- Opening Delimiter -

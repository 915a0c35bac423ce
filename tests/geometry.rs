// SPDX-License-Identifier: MIT
//
// Copyright (c) 2025 Alexandre Severino
//
// Permission is hereby granted, free of charge, to any person obtaining a copy
// of this software and associated documentation files (the "Software"), to deal
// in the Software without restriction, including without limitation the rights
// to use, copy, modify, merge, publish, distribute, sublicense, and/or sell
// copies of the Software, and to permit persons to whom the Software is
// furnished to do so, subject to the following conditions:
//
// The above copyright notice and this permission notice shall be included in
// all copies or substantial portions of the Software.
//
// THE SOFTWARE IS PROVIDED "AS IS", WITHOUT WARRANTY OF ANY KIND, EXPRESS OR
// IMPLIED, INCLUDING BUT NOT LIMITED TO THE WARRANTIES OF MERCHANTABILITY,
// FITNESS FOR A PARTICULAR PURPOSE AND NONINFRINGEMENT. IN NO EVENT SHALL THE
// AUTHORS OR COPYRIGHT HOLDERS BE LIABLE FOR ANY CLAIM, DAMAGES OR OTHER
// LIABILITY, WHETHER IN AN ACTION OF CONTRACT, TORT OR OTHERWISE, ARISING FROM,
// OUT OF OR IN CONNECTION WITH THE SOFTWARE OR THE USE OR OTHER DEALINGS IN THE
// SOFTWARE.

use tricontact::geometry::util::{back_project_to_plane, coplanar_axes, project_to_2d};
use tricontact::geometry::{
    Plane, Point2, Point3, Segment2, Segment3, Triangle3, Vector2, Vector3, VectorOps,
};
use tricontact::numeric::Scalar;

#[test]
fn test_distance() {
    let p1 = Point3::new(0.0, 0.0, 0.0);
    let p2 = Point3::new(3.0, 4.0, 0.0);
    assert_eq!(p1.distance_to(&p2), 5.0);
}

#[test]
fn test_vector_cross() {
    let v1 = Vector2::new(1.0, 0.0);
    let v2 = Vector2::new(0.0, 1.0);
    assert_eq!(v1.cross(&v2), 1.0);
}

#[test]
fn test_vector_cross_3() {
    let v1 = Vector3::new(1.0, 0.0, 0.0);
    let v2 = Vector3::new(0.0, 1.0, 0.0);
    assert_eq!(v1.cross(&v2), Vector3::new(0.0, 0.0, 1.0));
}

#[test]
fn test_segment_length() {
    let s = Segment2::new(Point2::new(0.0, 0.0), Point2::new(0.0, 5.0));
    assert_eq!(s.length(), 5.0);
}

#[test]
fn test_segment_midpoint() {
    let s = Segment3::new(Point3::new(0.0, 0.0, 0.0), Point3::new(2.0, 4.0, 6.0));
    assert_eq!(s.length_squared(), 56.0);
    assert_eq!(s.midpoint(), Point3::new(1.0, 2.0, 3.0));
    assert!(s.length().approx_eq(56.0f64.sqrt()));
}

#[test]
fn test_plane_from_triangle() {
    let plane = Plane::from_points(
        &Point3::new(0.0, 0.0, 0.0),
        &Point3::new(2.0, 0.0, 0.0),
        &Point3::new(0.0, 2.0, 0.0),
    )
    .unwrap();
    assert_eq!(plane.normal, Vector3::new(0.0, 0.0, 1.0));
    assert_eq!(plane.signed_distance(&Point3::new(5.0, -3.0, 2.0)), 2.0);
}

#[test]
fn test_degenerate_triangle_has_no_plane() {
    let plane = Plane::from_points(
        &Point3::new(0.0, 0.0, 0.0),
        &Point3::new(1.0, 1.0, 1.0),
        &Point3::new(2.0, 2.0, 2.0),
    );
    assert!(plane.is_none());
}

#[test]
fn test_support_segment_of_colinear_triangle() {
    let tri = Triangle3::new(
        Point3::new(0.0, 0.0, 0.0),
        Point3::new(2.0, 0.0, 0.0),
        Point3::new(1.0, 0.0, 0.0),
    );
    assert!(tri.is_degenerate());
    let seg = tri.support_segment();
    assert_eq!(seg, Segment3::new(Point3::new(0.0, 0.0, 0.0), Point3::new(2.0, 0.0, 0.0)));
}

#[test]
fn test_back_projection_recovers_plane_point() {
    // a tilted plane, so every coordinate participates
    let a = Point3::new(0.0, 0.0, 1.0);
    let b = Point3::new(1.0, 0.0, 0.0);
    let c = Point3::new(0.0, 1.0, 0.0);
    let plane = Plane::from_points(&a, &b, &c).unwrap();

    let axes = coplanar_axes(&plane.normal);
    for p in [a, b, c] {
        let q2 = project_to_2d(&p, axes.0, axes.1);
        let q3 = back_project_to_plane(&q2, &plane, axes);
        assert!(p.distance_to(&q3) < 1e-12);
    }
}

#[test]
fn test_triangle_area() {
    let tri = Triangle3::new(
        Point3::new(0.0, 0.0, 0.0),
        Point3::new(2.0, 0.0, 0.0),
        Point3::new(0.0, 2.0, 0.0),
    );
    assert!(tri.area().approx_eq(2.0));
    assert!(!tri.is_degenerate());
}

- Closing Delimiter -

## Work task
Provide only the number of lines within the material that contain the string "copies".

## Result of this task
2